The criteria for language learner selection were that participants attended Dolnoserbski gymnazium Chóśebuz in Cottbus and were currently engaged in their language learning program. All participants had a first language of German. Participants were recruited for all three skill levels, A-, B-, and C-level learners based on a scaling system like the CEFR. Their skill level at the time was based on class they attended for Sorbian language at gymnazium Chóśebuz at the time of recording. Year learning Lower Sorbian ranged from approximately 6–17 years and was not necessarily reflective of the level of the speaker (i.e., more years did not necessarily reflect higher proficiency). Participant saturation was determined based on typical sample sizes for ultrasound studies. For baseline speakers, participants were selected on the basis that they had early exposure to Lower Sorbian and learned it in a natural setting (i.e., through hearing Lower Sorbian), although both participants also received an education in the Lower Sorbian school system. The Lower Sorbian speaking community is small, especially with respect to L1 speakers and so as many L1 speakers as possible were recruited. The L2 learners consisted of 4 A-level, 6 B-level, and 5 C-level learners. All of these participants were ages 17-18. Two of the C-level speakers were extremely advanced. Their ages were 35 and 56. All participants had no self-reported history of speech or hearing disorders.
Procedure
All participants read and signed the ethics forms prior to the experiment. They were also verbally informed as to the structure of the experiment and informed of their primary rights as a participant, including that their de-identified data would be shared with other researchers, and that they could refuse data sharing if they wished.
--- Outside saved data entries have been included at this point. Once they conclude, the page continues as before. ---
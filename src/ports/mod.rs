//! Ports Layer - Hexagonal Architecture Boundaries
//!
//! Defines the capabilities the ingestion core consumes from the
//! outside world. Adapters implement these traits.
//!
//! Port categories:
//! - `RequestExecutor`: authenticated REST calls for poll cycles
//! - `StreamConnector` / `FrameDecoder`: authenticated streaming transport
//! - `QuoteSink`, `PersistenceSink`, `AlertSink`: outbound state
//! - `Worker`: units owned by the supervisor

pub mod request_executor;
pub mod sinks;
pub mod stream_connector;
pub mod worker;

pub use request_executor::{PollRequest, PollResponse, RequestExecutor, RequestMethod};
pub use sinks::{AlertSink, IngestOutcome, PersistenceSink, QuoteSink, Severity};
pub use stream_connector::{FrameDecoder, StreamConnector, StreamFrame};
pub use worker::{HealthStatus, Worker};
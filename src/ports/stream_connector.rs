//! Stream Connector Port - Authenticated Streaming Capability
//!
//! The stream handler drives a connector through
//! connect → authenticate → subscribe → receive… → close and owns the
//! reconnect policy. The connector only moves bytes; decoding frames
//! into quotes is the job of a `FrameDecoder`.

use async_trait::async_trait;

use crate::domain::quote::{InstrumentId, Quote};
use crate::error::IngestResult;

/// Transport for one persistent streaming connection.
///
/// `receive` must be cancel-safe: the handler races it against shutdown
/// and subscription commands, and a dropped `receive` future must not
/// lose a frame that was already read from the socket.
#[async_trait]
pub trait StreamConnector: Send + 'static {
  /// Open the transport and complete the protocol handshake.
  async fn connect(&mut self) -> IngestResult<()>;

  /// Present credentials. Connectors without auth return `Ok(())`.
  async fn authenticate(&mut self) -> IngestResult<()>;

  /// Subscribe to additional instruments.
  async fn subscribe(&mut self, instrument_ids: &[InstrumentId]) -> IngestResult<()>;

  /// Next text frame; `Ok(None)` when the peer closed the stream.
  async fn receive(&mut self) -> IngestResult<Option<String>>;

  /// Close the transport. Must be safe to call on a closed connector.
  async fn close(&mut self) -> IngestResult<()>;
}

/// A decoded stream frame.
#[derive(Debug, Clone, PartialEq)]
pub enum StreamFrame {
  /// Market or scoreboard update.
  Quote(Quote),
  /// Keep-alive with no payload.
  Heartbeat,
  /// Upstream acknowledged a subscription.
  Subscribed(Vec<InstrumentId>),
  /// Upstream reported a non-fatal error.
  Error(String),
}

/// Parses raw frames into `StreamFrame`s.
///
/// Returns `IngestError::Protocol` for anything it cannot interpret; the
/// handler drops and counts such frames.
pub trait FrameDecoder: Send + Sync + 'static {
  /// Decode one raw text frame.
  fn decode(&self, raw: &str) -> IngestResult<StreamFrame>;
}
Data for the baseline speakers were recorded in a quiet room in the Serbski Institut in Cottbus, Brandenburg. Data for the Lower Sorbian learners were recorded in a quiet room at Dolnoserbski gymnazium Chóśebuz in Cottbus, Brandenburg. Ultrasound data were recorded with the Micro system from Articulate Assistant Advanced (AAA). I used the 20mm Radius probe with a 92 degrees field of view (FOV). Data was recorded at an average of 80 frames per second (fps). An ultrasound stabilization headset ( Articulate Instruments Ltd., 2008) was also used to prevent movement of the ultrasound probe.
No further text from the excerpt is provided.